## Action item
Once the line with "use std::fs;" is found in the entries below, print it and each following line exactly, stopping after the line with "fn seed_task(d: &Dispatcher)"; print nothing else.

## Input data
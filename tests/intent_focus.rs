//! Focus fallback: ambient targeting with compatibility rules.

use serde_json::json;
use taskplane::Dispatcher;
use tempfile::{TempDir, tempdir};

fn engine() -> (TempDir, Dispatcher) {
    let tmp = tempdir().unwrap();
    let dispatcher = Dispatcher::with_project_root(tmp.path(), tmp.path()).unwrap();
    (tmp, dispatcher)
}

fn seed(d: &Dispatcher) -> (String, String) {
    let resp = d.process_intent(&json!({"intent": "create", "kind": "plan", "title": "P"}));
    let plan_id = resp.result["plan_id"].as_str().unwrap().to_string();
    let resp = d.process_intent(&json!({
        "intent": "create", "kind": "task", "title": "T", "parent": plan_id,
        "steps": [{"title": "Step title long enough", "success_criteria": ["c"], "tests": ["t"]}],
    }));
    let task_id = resp.result["task_id"].as_str().unwrap().to_string();
    (plan_id, task_id)
}

#[test]
fn test_missing_target_without_focus() {
    let (_tmp, d) = engine();
    seed(&d);
    let resp = d.process_intent(&json!({"intent": "note", "path": "s:0", "note": "x"}));
    assert!(!resp.success);
    assert_eq!(resp.error_code.as_deref(), Some("MISSING_TARGET"));
    // Standard unblock suggestions: context + focus_get + focus_set candidates.
    let actions: Vec<&str> = resp.suggestions.iter().map(|s| s.action.as_str()).collect();
    assert!(actions.contains(&"context"));
    assert!(actions.contains(&"focus_get"));
    assert!(actions.contains(&"focus_set"));
    assert_eq!(
        resp.context["target_resolution"]["source"],
        json!("missing")
    );
}

#[test]
fn test_focus_set_get_clear_roundtrip() {
    let (_tmp, d) = engine();
    let (_, task_id) = seed(&d);
    let resp = d.process_intent(&json!({"intent": "focus_set", "task": task_id}));
    assert!(resp.success);
    let resp = d.process_intent(&json!({"intent": "focus_get"}));
    assert_eq!(resp.result["task"], json!(task_id));
    let resp = d.process_intent(&json!({"intent": "focus_clear"}));
    assert_eq!(resp.result["cleared"], json!(true));
    let resp = d.process_intent(&json!({"intent": "focus_get"}));
    assert!(resp.result["task"].is_null());
}

#[test]
fn test_focus_set_validates_existence() {
    let (_tmp, d) = engine();
    seed(&d);
    let resp = d.process_intent(&json!({"intent": "focus_set", "task": "TASK-404"}));
    assert!(!resp.success);
    assert_eq!(resp.error_code.as_deref(), Some("NOT_FOUND"));
}

#[test]
fn test_task_intents_fill_target_from_task_focus() {
    let (_tmp, d) = engine();
    let (_, task_id) = seed(&d);
    assert!(d.process_intent(&json!({"intent": "focus_set", "task": task_id})).success);

    let resp = d.process_intent(&json!({"intent": "note", "path": "s:0", "note": "via focus"}));
    assert!(resp.success, "{:?}", resp.error_message);
    assert_eq!(resp.result["task_id"], json!(task_id));
    assert_eq!(resp.context["target_resolution"]["source"], json!("focus"));
}

#[test]
fn test_plan_intents_reject_task_focus_without_plan_parent() {
    let (_tmp, d) = engine();
    // A bare plan-less task cannot anchor plan intents.
    let resp = d.process_intent(&json!({"intent": "create", "kind": "plan", "title": "P"}));
    let plan_id = resp.result["plan_id"].as_str().unwrap().to_string();
    assert!(d.process_intent(&json!({"intent": "focus_set", "task": plan_id})).success);

    // Plan focus works directly for contract.
    let resp = d.process_intent(&json!({"intent": "contract", "current": "the deal"}));
    assert!(resp.success, "{:?}", resp.error_message);
    assert_eq!(resp.context["target_resolution"]["source"], json!("focus"));
}

#[test]
fn test_plan_intents_derive_parent_from_task_focus() {
    let (_tmp, d) = engine();
    let (plan_id, task_id) = seed(&d);
    assert!(d.process_intent(&json!({"intent": "focus_set", "task": task_id})).success);

    let resp = d.process_intent(&json!({"intent": "contract", "current": "inherited"}));
    assert!(resp.success, "{:?}", resp.error_message);
    assert_eq!(
        resp.context["target_resolution"]["source"],
        json!("focus_task_parent")
    );
    assert_eq!(resp.context["target_resolution"]["plan"], json!(plan_id));
    let resume = d.process_intent(&json!({"intent": "resume", "plan": plan_id}));
    assert_eq!(resume.result["plan"]["contract"], json!("inherited"));
}

#[test]
fn test_task_only_intents_reject_plan_focus() {
    let (_tmp, d) = engine();
    let (plan_id, _) = seed(&d);
    assert!(d.process_intent(&json!({"intent": "focus_set", "task": plan_id})).success);

    let resp = d.process_intent(&json!({"intent": "note", "path": "s:0", "note": "x"}));
    assert!(!resp.success);
    assert_eq!(resp.error_code.as_deref(), Some("FOCUS_INCOMPATIBLE"));
    assert_eq!(
        resp.context["target_resolution"]["source"],
        json!("focus_incompatible")
    );
}

#[test]
fn test_item_level_intents_accept_any_focus() {
    let (_tmp, d) = engine();
    let (plan_id, _) = seed(&d);
    assert!(d.process_intent(&json!({"intent": "focus_set", "task": plan_id})).success);
    let resp = d.process_intent(&json!({
        "intent": "edit",
        "description": "edited through focus",
    }));
    assert!(resp.success, "{:?}", resp.error_message);
    let resume = d.process_intent(&json!({"intent": "resume", "plan": plan_id}));
    assert_eq!(resume.result["plan"]["description"], json!("edited through focus"));
}

#[test]
fn test_explicit_target_beats_focus() {
    let (_tmp, d) = engine();
    let (_, task_id) = seed(&d);
    let resp = d.process_intent(&json!({"intent": "create", "kind": "task", "title": "T2", "parent": "PLAN-001"}));
    let other_id = resp.result["task_id"].as_str().unwrap().to_string();
    assert!(d.process_intent(&json!({"intent": "focus_set", "task": task_id})).success);

    let resp = d.process_intent(&json!({"intent": "edit", "task": other_id, "description": "explicit"}));
    assert!(resp.success);
    assert_eq!(resp.context["target_resolution"]["source"], json!("explicit"));
    let resume = d.process_intent(&json!({"intent": "resume", "task": other_id}));
    assert_eq!(resume.result["task"]["description"], json!("explicit"));
    let resume = d.process_intent(&json!({"intent": "resume", "task": task_id}));
    assert!(resume.result["task"].get("description").is_none());
}

#[test]
fn test_reads_follow_focus_too() {
    let (_tmp, d) = engine();
    let (_, task_id) = seed(&d);
    assert!(d.process_intent(&json!({"intent": "focus_set", "task": task_id})).success);
    let resp = d.process_intent(&json!({"intent": "radar"}));
    assert!(resp.success, "{:?}", resp.error_message);
    assert_eq!(resp.result["focus"]["id"], json!(task_id));
    let resp = d.process_intent(&json!({"intent": "mirror"}));
    assert!(resp.success);
    assert_eq!(resp.result["scope"]["task_id"], json!(task_id));
}
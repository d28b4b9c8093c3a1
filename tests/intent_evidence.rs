//! Evidence capture: redaction, content-addressed artifacts, digest dedup,
//! and checkpoint evidence refs.

use serde_json::json;
use std::fs;
use taskplane::Dispatcher;
use tempfile::{TempDir, tempdir};

fn engine() -> (TempDir, Dispatcher) {
    let tmp = tempdir().unwrap();
    let dispatcher = Dispatcher::with_project_root(tmp.path(), tmp.path()).unwrap();
    (tmp, dispatcher)
}

fn seed_task(d: &Dispatcher) -> String {
    let resp = d.process_intent(&json!({"intent": "create", "kind": "plan", "title": "P"}));
    let plan_id = resp.result["plan_id"].as_str().unwrap().to_string();
    let resp = d.process_intent(&json!({
        "intent": "create", "kind": "task", "title": "T", "parent": plan_id,
        "steps": [{"title": "Step title long enough", "success_criteria": ["c"], "tests": ["t"]}],
    }));
    resp.result["task_id"].as_str().unwrap().to_string()
}

fn artifact_files(root: &std::path::Path) -> Vec<std::path::PathBuf> {
    let dir = root.join(".artifacts");
    if !dir.exists() {
        return Vec::new();
    }
    let mut files: Vec<_> = fs::read_dir(dir).unwrap().flatten().map(|e| e.path()).collect();
    files.sort();
    files
}

#[test]
fn test_cmd_output_redaction_and_dedup() {
    let (tmp, d) = engine();
    let task_id = seed_task(&d);
    let secret = "ghp_AAAABBBBCCCCDDDDEEEEFFFF0000";

    let capture = json!({
        "intent": "evidence_capture",
        "task": task_id,
        "path": "s:0",
        "artifacts": [{
            "kind": "cmd_output",
            "command": format!("curl -H 'Authorization: Bearer {}'", secret),
            "stdout": format!("token={}", secret),
            "exit_code": 0,
        }],
    });
    let resp = d.process_intent(&capture);
    assert!(resp.success, "{:?}", resp.error_message);
    let written = resp.result["captured"]["artifacts_written"].as_array().unwrap();
    assert_eq!(written.len(), 1);
    let sha = written[0]["sha256"].as_str().unwrap().to_string();

    // The stored blob is redacted: no raw secret anywhere.
    let files = artifact_files(tmp.path());
    assert_eq!(files.len(), 1);
    let content = fs::read_to_string(&files[0]).unwrap();
    assert!(!content.contains("ghp_"), "secret leaked into artifact");
    assert!(content.contains("<redacted>"));

    // Repeating the call is idempotent: same digest, one file, no new attachment.
    let resp = d.process_intent(&capture);
    assert!(resp.success);
    let written_again = resp.result["captured"]["artifacts_written"].as_array().unwrap();
    assert_eq!(written_again[0]["sha256"].as_str().unwrap(), sha);
    assert!(resp.result["captured"]["attachments_added"].as_array().unwrap().is_empty());
    assert_eq!(artifact_files(tmp.path()).len(), 1);

    let resume = d.process_intent(&json!({"intent": "resume", "task": task_id}));
    let attachments = resume.result["task"]["steps"][0]["attachments"].as_array().unwrap();
    assert_eq!(attachments.len(), 1);
}

#[test]
fn test_diff_artifact_stored_as_patch_blob() {
    let (tmp, d) = engine();
    let task_id = seed_task(&d);
    let resp = d.process_intent(&json!({
        "intent": "evidence_capture",
        "task": task_id,
        "path": "s:0",
        "artifacts": [{"kind": "diff", "diff": "--- a/x\n+++ b/x\n-old password=supersecret\n+new"}],
    }));
    assert!(resp.success, "{:?}", resp.error_message);
    let written = resp.result["captured"]["artifacts_written"].as_array().unwrap();
    assert!(written[0]["uri"].as_str().unwrap().ends_with(".patch"));
    let files = artifact_files(tmp.path());
    let content = fs::read_to_string(&files[0]).unwrap();
    assert!(content.contains("password=<redacted>"));
}

#[test]
fn test_url_artifact_has_no_blob() {
    let (tmp, d) = engine();
    let task_id = seed_task(&d);
    let resp = d.process_intent(&json!({
        "intent": "evidence_capture",
        "task": task_id,
        "path": "s:0",
        "artifacts": [{"kind": "url", "url": "https://ci.example/run/1?token=abcsecret"}],
    }));
    assert!(resp.success, "{:?}", resp.error_message);
    assert!(resp.result["captured"]["artifacts_written"].as_array().unwrap().is_empty());
    assert!(artifact_files(tmp.path()).is_empty());
    let att = &resp.result["captured"]["attachments_added"][0];
    assert!(att["external_uri"].as_str().unwrap().contains("token=<redacted>"));
}

#[test]
fn test_unknown_artifact_kind_rejected() {
    let (_tmp, d) = engine();
    let task_id = seed_task(&d);
    let resp = d.process_intent(&json!({
        "intent": "evidence_capture",
        "task": task_id,
        "path": "s:0",
        "artifacts": [{"kind": "screenshot"}],
    }));
    assert!(!resp.success);
    assert_eq!(resp.error_code.as_deref(), Some("INVALID_ARTIFACT_KIND"));
}

#[test]
fn test_evidence_capture_requires_some_evidence() {
    let (_tmp, d) = engine();
    let task_id = seed_task(&d);
    let resp = d.process_intent(&json!({
        "intent": "evidence_capture",
        "task": task_id,
        "path": "s:0",
    }));
    assert!(!resp.success);
    assert_eq!(resp.error_code.as_deref(), Some("MISSING_EVIDENCE"));
}

#[test]
fn test_too_many_artifacts_rejected() {
    let (_tmp, d) = engine();
    let task_id = seed_task(&d);
    let artifacts: Vec<_> = (0..21)
        .map(|i| json!({"kind": "url", "url": format!("https://x.test/{}", i)}))
        .collect();
    let resp = d.process_intent(&json!({
        "intent": "evidence_capture",
        "task": task_id,
        "path": "s:0",
        "artifacts": artifacts,
    }));
    assert!(!resp.success);
    assert_eq!(resp.error_code.as_deref(), Some("TOO_MANY_ARTIFACTS"));
}

#[test]
fn test_checks_deduplicate_by_digest() {
    let (_tmp, d) = engine();
    let task_id = seed_task(&d);
    let check = json!({"kind": "command", "spec": "cargo test", "outcome": "pass"});
    for _ in 0..2 {
        let resp = d.process_intent(&json!({
            "intent": "evidence_capture",
            "task": task_id,
            "path": "s:0",
            "checks": [check.clone()],
        }));
        assert!(resp.success, "{:?}", resp.error_message);
    }
    let resume = d.process_intent(&json!({"intent": "resume", "task": task_id}));
    let checks = resume.result["task"]["steps"][0]["verification_checks"].as_array().unwrap();
    assert_eq!(checks.len(), 1, "digest dedup failed");
}

#[test]
fn test_verify_ties_evidence_refs_to_confirmed_checkpoints() {
    let (_tmp, d) = engine();
    let task_id = seed_task(&d);
    // Capture first, confirm second: the digests ride onto the checkpoints.
    let resp = d.process_intent(&json!({
        "intent": "evidence_capture",
        "task": task_id,
        "path": "s:0",
        "checks": [{"kind": "command", "spec": "cargo test", "outcome": "pass"}],
        "verification_outcome": "all green",
    }));
    assert!(resp.success, "{:?}", resp.error_message);

    let resp = d.process_intent(&json!({
        "intent": "verify",
        "task": task_id,
        "path": "s:0",
        "checkpoints": {"criteria": {"confirmed": true}, "tests": {"confirmed": true}},
    }));
    assert!(resp.success, "{:?}", resp.error_message);
    assert!(
        resp.result["checkpoints_after"]["criteria"]["evidence_refs_count"]
            .as_u64()
            .unwrap()
            >= 1
    );
    assert!(
        resp.result["checkpoints_after"]["tests"]["evidence_refs_count"]
            .as_u64()
            .unwrap()
            >= 1
    );

    let resume = d.process_intent(&json!({"intent": "resume", "task": task_id}));
    let step = &resume.result["task"]["steps"][0];
    let refs = step["checkpoints"]["criteria"]["evidence_refs"].as_array().unwrap();
    let digest = step["verification_checks"][0]["digest"].as_str().unwrap();
    assert!(refs.iter().any(|r| r == digest));
    assert_eq!(step["verification_outcome"], json!("all green"));
}

#[test]
fn test_capture_never_confirms_checkpoints() {
    let (_tmp, d) = engine();
    let task_id = seed_task(&d);
    let resp = d.process_intent(&json!({
        "intent": "evidence_capture",
        "task": task_id,
        "path": "s:0",
        "checks": ["cargo test"],
    }));
    assert!(resp.success);
    let resume = d.process_intent(&json!({"intent": "resume", "task": task_id}));
    let step = &resume.result["task"]["steps"][0];
    assert_eq!(step["checkpoints"]["criteria"]["confirmed"], json!(false));
    assert_eq!(step["checkpoints"]["tests"]["confirmed"], json!(false));
}
/// Ensure every step and task node across the tree carries a unique stable id.
/// Missing and duplicate ids are reassigned. Returns true when anything changed.
pub fn ensure_tree_ids(steps: &mut [Step]) -> bool {
    use rustc_hash::FxHashSet;
    let mut seen_steps: FxHashSet<String> = FxHashSet::default();
    let mut seen_nodes: FxHashSet<String> = FxHashSet::default();
    let mut changed = false;

    fn visit_step(
        step: &mut Step,
        seen_steps: &mut rustc_hash::FxHashSet<String>,
        seen_nodes: &mut rustc_hash::FxHashSet<String>,
        changed: &mut bool,
    ) {
        let id = step.id.trim().to_string();
        if id.is_empty() || seen_steps.contains(&id) {
            step.id = new_step_id();
            *changed = true;
        } else {
            step.id = id;
        }
        seen_steps.insert(step.id.clone());
        if let Some(plan) = &mut step.plan {
            for node in &mut plan.tasks {
                visit_node(node, seen_steps, seen_nodes, changed);
            }
        }
    }

    fn visit_node(
        node: &mut TaskNode,
        seen_steps: &mut rustc_hash::FxHashSet<String>,
        seen_nodes: &mut rustc_hash::FxHashSet<String>,
        changed: &mut bool,
    ) {
        let id = node.id.trim().to_string();
        if id.is_empty() || seen_nodes.contains(&id) {
            node.id = new_task_node_id();
            *changed = true;
        } else {
            node.id = id;
        }
        seen_nodes.insert(node.id.clone());
        for step in &mut node.steps {
            visit_step(step, seen_steps, seen_nodes, changed);
        }
    }

    for step in steps {
        visit_step(step, &mut seen_steps, &mut seen_nodes, &mut changed);
    }
    changed
}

## Answer space
use std::fs;
use taskplane::Dispatcher;
use tempfile::{TempDir, tempdir};

fn engine() -> (TempDir, Dispatcher) {
    let tmp = tempdir().unwrap();
    let dispatcher = Dispatcher::with_project_root(tmp.path(), tmp.path()).unwrap();
    (tmp, dispatcher)
}

fn seed_task(d: &Dispatcher) -> String {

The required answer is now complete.